A 79-year-old unlicensed blimp enthusiast runs afoul of FAA

Published 29 December 2009

A 79-year old unlicensed pilot-inventor from Oklahoma built a blimp in his backyard; the last trial flight ended with the blimp coming down on an interstate motorway, causing traffic disruption; the FAA found that the blimp-happy septuagenarian does not have a flying license, medical certificate, or air-worthiness documents for his craft; undaunted, Marvin Polzein says: “”I know myself. I’ll get back on it again. I’ll make the corrections, and we’ll try it again”

A homemade blimp went out of control above Oklahoma last week and came down on an interstate motorway, causing startled highway patrolmen hurriedly to close several lanes to traffic. According to reports, the 79-year-old pilot and inventor of the craft was uninjured — but is now in trouble with the feds for not possessing either a pilot’s license or an airworthiness certificate for his craft.

KXII news in Ardmore, Oklahoma reports that local hotelier Marvin Polzein, 79, who built the rogue dirigible in his spare time, has been involved in previous blimp-related mishaps. The craft apparently crashed in the town suburbs last May following an engine failure. Polzein was unhurt on that occasion as well, but having left his air yacht inadequately tied down for the night following the stunt, he was embarrassed to find that it had broken loose and flown away. The errant machine was eventually recovered 110 miles away in the vicinity of the town of Decatur.

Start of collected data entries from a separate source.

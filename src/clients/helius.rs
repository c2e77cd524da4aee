use async_trait::async_trait;
use reqwest::{Client, StatusCode};

use super::types::RawEnhancedTransaction;
use super::{status_error, CollaboratorError, LedgerSource};
use crate::models::{short_address, TransactionRecord};

pub const HELIUS_API_BASE: &str = "https://api.helius.xyz/v0";

/// The enhanced-transactions endpoint caps a page at 100 records.
const MAX_PAGE_SIZE: usize = 100;

/// Ledger indexer backed by the Helius enhanced-transactions API.
#[derive(Debug, Clone)]
pub struct HeliusClient {
    http: Client,
    base_url: String,
    api_key: String,
}

impl HeliusClient {
    pub fn new(http: Client, base_url: impl Into<String>, api_key: impl Into<String>) -> Self {
        Self {
            http,
            base_url: base_url.into().trim_end_matches('/').to_string(),
            api_key: api_key.into(),
        }
    }
}

#[async_trait]
impl LedgerSource for HeliusClient {
    async fn fetch_transactions(
        &self,
        address: &str,
        limit: usize,
    ) -> Result<Vec<TransactionRecord>, CollaboratorError> {
        let limit = limit.clamp(1, MAX_PAGE_SIZE);
        let url = format!(
            "{}/addresses/{}/transactions?api-key={}&limit={}",
            self.base_url, address, self.api_key, limit
        );

        tracing::debug!(address = %short_address(address), limit, "Fetching transactions from Helius");

        let resp = self.http.get(&url).send().await?;

        // No history is not an error
        if resp.status() == StatusCode::NOT_FOUND {
            return Ok(Vec::new());
        }
        if !resp.status().is_success() {
            return Err(status_error("helius", resp.status()));
        }

        let body = resp.text().await?;
        let raw: Vec<RawEnhancedTransaction> = serde_json::from_str(&body)
            .map_err(|e| CollaboratorError::Malformed(format!("helius transactions: {e}")))?;

        let records: Vec<TransactionRecord> = raw
            .into_iter()
            .take(limit)
            .map(|tx| tx.into_record(address))
            .collect();

        tracing::debug!(
            address = %short_address(address),
            count = records.len(),
            "Helius returned transactions"
        );

        Ok(records)
    }
}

Things just didn’t go right,” Polzein told KXII on that occasion. “It’s going to work and I think I’m almost there. It’s a learning experience,” he added.

Polzein has been working on his homemade airship since the late 1990s along with a couple of friends. Early models were discarded after being found to leak “like a sieve.” The gondola design reportedly features a “plastic patio chair” for the pilot. Control is accomplished using a swiveling engine mounted at the tail, rather than the more usual rudders and tailplanes. Polzein has taught himself to fly the ship by a process of trial and error.

Lewis Page writes that it appears that the swiveling steering engine is the ship’s weak point: it was responsible for the May accident, and its mounting apparently failed again causing last week’s disaster. According to Polzein he was forced to come down on the interstate to avoid an even more dangerous descent into trees. “I discovered that my design is faulty, so it’s back in the shed now and I’m just going to can it now until next summer,” he says.

The blimp-happy septuagenarian, though, has apparently attracted the attention of the Federal Aviation Administration (FAA), which has enquired whether he holds a current pilot’s license, medical certificate, or airworthiness documents for the airship. Reportedly Polzein possesses none of these.

The plucky aeronaut remains undaunted. “I know myself. I’ll get back on it again. I’ll make the corrections, and we’ll try it again,” he told KXII.